Теперь позвольте разделить две категории обучения, в каждую из которых входит много членов, но каждая при этом обладает таким свойством, что разница между ними является разницей логических типов, то есть то, что изучается в одной категории, содержится в обучении более высокой категории. Рассмотрим для примера отношения крысы с экспериментатором: крыса учится получать пищу путем нажатия на клавишу, когда она слышит определенный звук. Или возьмем ребенка, которого взрослый учит играть на фортепьяно. В каждом из этих примеров существует два вида обучения. Есть определенный урок, который надо выучить: для крысы – «нажми на клавишу и получишь пищу» и для ребенка – «нажми на эти клавиши в соответствующем порядке и получишь поощрение».

И в каждом есть обучение высшего логического типа. Для крысы: «В мире очень много таких ситуаций, в которых мое правильное действие принесет пищу» или более обобщенно: «В мире очень много ситуаций для целенаправленного действия». Для ребенка последовательность более сложная.
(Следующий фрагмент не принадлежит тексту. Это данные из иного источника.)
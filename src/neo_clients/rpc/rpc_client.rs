use std::{fmt::Debug, sync::Arc};

use futures_util::lock::Mutex;
use primitive_types::{H160, H256};
use serde::{de::DeserializeOwned, Serialize};
use serde_json::json;
use tracing::trace;
use tracing_futures::Instrument;

use crate::{
	builder::{Signer, TransactionSigner},
	crypto::ToBase64String,
	neo_clients::{rpc::JsonRpcProvider, ProviderError},
	neo_config::{NeoConfig, RawBlockEncoding},
	neo_protocol::{
		ApplicationLog, NeoBlock, NeoNetworkFee, NeoVersion, Nep17Balances, Nep17Transfers,
		Plugin, RTransaction, RawTransaction, StateRoot, States, UnclaimedGas, ValidateAddress,
	},
	neo_types::{ContractParameter, HashExtension, InvocationResult, ScriptHashExtension,
		StackItem},
};

/// A client for the Neo JSON-RPC API, generic over the transport it
/// speaks through.
///
/// # Example
///
/// ```no_run
/// use neo3_core::neo_clients::{Http, RpcClient};
///
/// async fn example() -> Result<(), Box<dyn std::error::Error>> {
///     let provider = Http::new("https://testnet1.neo.org:443")?;
///     let client = RpcClient::new(provider);
///
///     let count = client.get_block_count().await?;
///     println!("height: {count}");
///     Ok(())
/// }
/// ```
#[derive(Debug)]
pub struct RpcClient<P> {
	provider: P,
	config: NeoConfig,
	// getversion-discovered network magic, fetched once per client.
	magic: Arc<Mutex<Option<u32>>>,
}

impl<P: Clone> Clone for RpcClient<P> {
	fn clone(&self) -> Self {
		Self {
			provider: self.provider.clone(),
			config: self.config.clone(),
			magic: Arc::clone(&self.magic),
		}
	}
}

impl<P> AsRef<P> for RpcClient<P> {
	fn as_ref(&self) -> &P {
		&self.provider
	}
}

impl<P: JsonRpcProvider> RpcClient<P> {
	/// Instantiates a new client with the default configuration.
	pub fn new(provider: P) -> Self {
		Self::with_config(provider, NeoConfig::default())
	}

	pub fn with_config(provider: P, config: NeoConfig) -> Self {
		Self { provider, config, magic: Arc::new(Mutex::new(None)) }
	}

	pub fn config(&self) -> &NeoConfig {
		&self.config
	}

	pub fn address_version(&self) -> u8 {
		self.config.address_version
	}

	pub fn max_valid_until_block_increment(&self) -> u32 {
		self.config.max_valid_until_block_increment
	}

	pub fn allows_transmission_on_fault(&self) -> bool {
		self.config.allow_transmission_on_fault
	}

	/// Makes an RPC request and decodes the result.
	///
	/// A JSON-RPC "method not found" answer surfaces as
	/// [`ProviderError::UnsupportedOperation`] carrying the method name,
	/// since it means the backing plugin is not loaded on the node.
	pub async fn request<T, R>(&self, method: &str, params: T) -> Result<R, ProviderError>
	where
		T: Debug + Serialize + Send + Sync,
		R: DeserializeOwned + Send,
	{
		let span =
			tracing::trace_span!("rpc", method = method, params = ?serde_json::to_string(&params));
		async move {
			let result: Result<R, ProviderError> =
				self.provider.fetch(method, params).await.map_err(Into::into);
			match result {
				Err(ref err) if err.is_method_not_found() =>
					Err(ProviderError::UnsupportedOperation(method.to_string())),
				other => {
					trace!(ok = other.is_ok());
					other
				},
			}
		}
		.instrument(span)
		.await
	}

	/// The network magic mixed into signing digests: the configured
	/// value if set, otherwise discovered once via `getversion`.
	pub async fn network(&self) -> Result<u32, ProviderError> {
		if let Some(magic) = self.config.network_magic {
			return Ok(magic);
		}

		let mut cached = self.magic.lock().await;
		if let Some(magic) = *cached {
			return Ok(magic);
		}

		let version = self.get_version().await?;
		let protocol = version.protocol.ok_or(ProviderError::ProtocolNotFound)?;
		*cached = Some(protocol.network);
		Ok(protocol.network)
	}

	// Blockchain methods

	pub async fn get_best_block_hash(&self) -> Result<H256, ProviderError> {
		let hash: String = self.request("getbestblockhash", Vec::<u32>::new()).await?;
		H256::from_hex(&hash).map_err(Into::into)
	}

	pub async fn get_block_hash(&self, block_index: u32) -> Result<H256, ProviderError> {
		let hash: String = self.request("getblockhash", [json!(block_index)].to_vec()).await?;
		H256::from_hex(&hash).map_err(Into::into)
	}

	/// Fetches a block, with full transaction objects or just the
	/// header.
	pub async fn get_block(
		&self,
		block_hash: H256,
		full_tx: bool,
	) -> Result<NeoBlock, ProviderError> {
		if full_tx {
			self.request("getblock", json!([block_hash.to_hex(), 1])).await
		} else {
			self.get_block_header(block_hash).await
		}
	}

	pub async fn get_block_by_index(
		&self,
		index: u32,
		full_tx: bool,
	) -> Result<NeoBlock, ProviderError> {
		let verbose = if full_tx { "getblock" } else { "getblockheader" };
		self.request(verbose, json!([index, 1])).await
	}

	pub async fn get_block_header(&self, block_hash: H256) -> Result<NeoBlock, ProviderError> {
		self.request("getblockheader", json!([block_hash.to_hex(), 1])).await
	}

	/// The serialized block as base64.
	pub async fn get_raw_block(&self, block_hash: H256) -> Result<String, ProviderError> {
		self.request("getblock", json!([block_hash.to_hex(), 0])).await
	}

	pub async fn get_block_count(&self) -> Result<u32, ProviderError> {
		self.request("getblockcount", Vec::<u32>::new()).await
	}

	pub async fn get_version(&self) -> Result<NeoVersion, ProviderError> {
		self.request("getversion", Vec::<u32>::new()).await
	}

	pub async fn get_committee(&self) -> Result<Vec<String>, ProviderError> {
		self.request("getcommittee", Vec::<u32>::new()).await
	}

	// Contract and storage methods

	/// `getcontractstate` takes the contract hash as plain hex without a
	/// `0x` prefix.
	pub async fn get_contract_state(
		&self,
		hash: H160,
	) -> Result<serde_json::Value, ProviderError> {
		self.request("getcontractstate", vec![hash.to_hex()]).await
	}

	/// `getstorage` keys travel base64-encoded.
	pub async fn get_storage(
		&self,
		contract_hash: H160,
		key: &[u8],
	) -> Result<String, ProviderError> {
		self.request("getstorage", vec![contract_hash.to_hex(), key.to_base64_string()]).await
	}

	// Transaction methods

	pub async fn get_transaction(&self, hash: H256) -> Result<RTransaction, ProviderError> {
		self.request("getrawtransaction", json!([hash.to_hex(), 1])).await
	}

	/// The serialized transaction as base64.
	pub async fn get_raw_transaction(&self, hash: H256) -> Result<String, ProviderError> {
		self.request("getrawtransaction", json!([hash.to_hex(), 0])).await
	}

	pub async fn get_transaction_height(&self, hash: H256) -> Result<u32, ProviderError> {
		self.request("gettransactionheight", vec![hash.to_hex()]).await
	}

	pub async fn get_application_log(&self, hash: H256) -> Result<ApplicationLog, ProviderError> {
		self.request("getapplicationlog", vec![hash.to_hex()]).await
	}

	/// Broadcasts a signed transaction, base64-encoded.
	pub async fn send_raw_transaction(&self, raw: &[u8]) -> Result<RawTransaction, ProviderError> {
		self.request("sendrawtransaction", vec![raw.to_base64_string()]).await
	}

	/// Submits a block. The encoding defaults to base64; when the node
	/// rejects the parameters in a way that suggests it expected hex,
	/// the call retries once with hex.
	pub async fn submit_block(&self, block: &[u8]) -> Result<serde_json::Value, ProviderError> {
		let first = match self.config.raw_block_encoding {
			RawBlockEncoding::Base64 => block.to_base64_string(),
			RawBlockEncoding::Hex => hex::encode(block),
		};
		match self.request("submitblock", vec![first]).await {
			Err(ProviderError::RpcError(err))
				if self.config.raw_block_encoding == RawBlockEncoding::Base64
					&& err.code == -32602 =>
				self.request("submitblock", vec![hex::encode(block)]).await,
			other => other,
		}
	}

	/// Prices the network fee for serialized transaction bytes.
	pub async fn calculate_network_fee(
		&self,
		raw_tx: &[u8],
	) -> Result<NeoNetworkFee, ProviderError> {
		self.request("calculatenetworkfee", vec![raw_tx.to_base64_string()]).await
	}

	// Invocation methods

	/// `invokefunction` takes the contract hash as plain hex, then the
	/// method, parameters and signers.
	pub async fn invoke_function(
		&self,
		contract_hash: &H160,
		method: String,
		params: Vec<ContractParameter>,
		signers: Option<Vec<Signer>>,
	) -> Result<InvocationResult, ProviderError> {
		let signers: Vec<TransactionSigner> =
			signers.unwrap_or_default().iter().map(Signer::to_transaction_signer).collect();
		self.request("invokefunction", json!([contract_hash.to_hex(), method, params, signers]))
			.await
	}

	/// `invokescript` takes the script base64-encoded.
	pub async fn invoke_script(
		&self,
		script: &[u8],
		signers: &[Signer],
	) -> Result<InvocationResult, ProviderError> {
		let signers: Vec<TransactionSigner> =
			signers.iter().map(Signer::to_transaction_signer).collect();
		self.request("invokescript", json!([script.to_base64_string(), signers])).await
	}

	// Iterator session methods

	pub async fn traverse_iterator(
		&self,
		session_id: &str,
		iterator_id: &str,
		count: u32,
	) -> Result<Vec<StackItem>, ProviderError> {
		self.request("traverseiterator", json!([session_id, iterator_id, count])).await
	}

	pub async fn terminate_session(&self, session_id: &str) -> Result<bool, ProviderError> {
		self.request("terminatesession", vec![session_id]).await
	}

	// Node methods

	pub async fn list_plugins(&self) -> Result<Vec<Plugin>, ProviderError> {
		self.request("listplugins", Vec::<u32>::new()).await
	}

	pub async fn validate_address(&self, address: &str) -> Result<ValidateAddress, ProviderError> {
		self.request("validateaddress", vec![address]).await
	}

	// Token tracker methods; these take addresses, not script-hash hex.

	pub async fn get_nep17_balances(&self, account: H160) -> Result<Nep17Balances, ProviderError> {
		self.request(
			"getnep17balances",
			vec![account.to_address_with_version(self.config.address_version)],
		)
		.await
	}

	pub async fn get_nep17_transfers(
		&self,
		account: H160,
	) -> Result<Nep17Transfers, ProviderError> {
		self.request(
			"getnep17transfers",
			vec![account.to_address_with_version(self.config.address_version)],
		)
		.await
	}

	pub async fn get_unclaimed_gas(&self, account: H160) -> Result<UnclaimedGas, ProviderError> {
		self.request(
			"getunclaimedgas",
			vec![account.to_address_with_version(self.config.address_version)],
		)
		.await
	}

	// State service methods; keys and proofs travel base64-encoded.

	pub async fn get_state_root(&self, index: u32) -> Result<StateRoot, ProviderError> {
		self.request("getstateroot", vec![json!(index)]).await
	}

	pub async fn get_state(
		&self,
		root_hash: H256,
		contract_hash: H160,
		key: &[u8],
	) -> Result<String, ProviderError> {
		self.request(
			"getstate",
			json!([root_hash.to_hex(), contract_hash.to_hex(), key.to_base64_string()]),
		)
		.await
	}

	pub async fn get_proof(
		&self,
		root_hash: H256,
		contract_hash: H160,
		key: &[u8],
	) -> Result<String, ProviderError> {
		self.request(
			"getproof",
			json!([root_hash.to_hex(), contract_hash.to_hex(), key.to_base64_string()]),
		)
		.await
	}

	pub async fn find_states(
		&self,
		root_hash: H256,
		contract_hash: H160,
		key_prefix: &[u8],
	) -> Result<States, ProviderError> {
		self.request(
			"findstates",
			json!([
				root_hash.to_hex(),
				contract_hash.to_hex(),
				key_prefix.to_base64_string()
			]),
		)
		.await
	}
}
Да, ощущения крысы подходят и для ребенка: «Существуют такие ситуации, при манипуляции которыми я могу получить поощрение». Но, кроме того, имеется и очень интересный вопрос связи между отдельным действием, ведущим к успеху или неудаче вовне, и отдельным действием, которое поддается коррекции своими силами. Следует ли мне откорректировать то, как я играю каждую ноту? Или мне следует откорректировать какую-то переменную в последовательности нот?

При обсуждении контраста между стрельбой из винтовки и стрельбой из дробовика было ясно, что оружие различалось по степени возможности, предоставляемой для самокоррекции.

Винтовка позволяет стрелку увидеть свою ошибку при прицеливании во время одного акта. Дробовик же позволяет обучаемому судить о результате только после выстрела, но для того, чтобы научиться, ему необходимо практиковаться.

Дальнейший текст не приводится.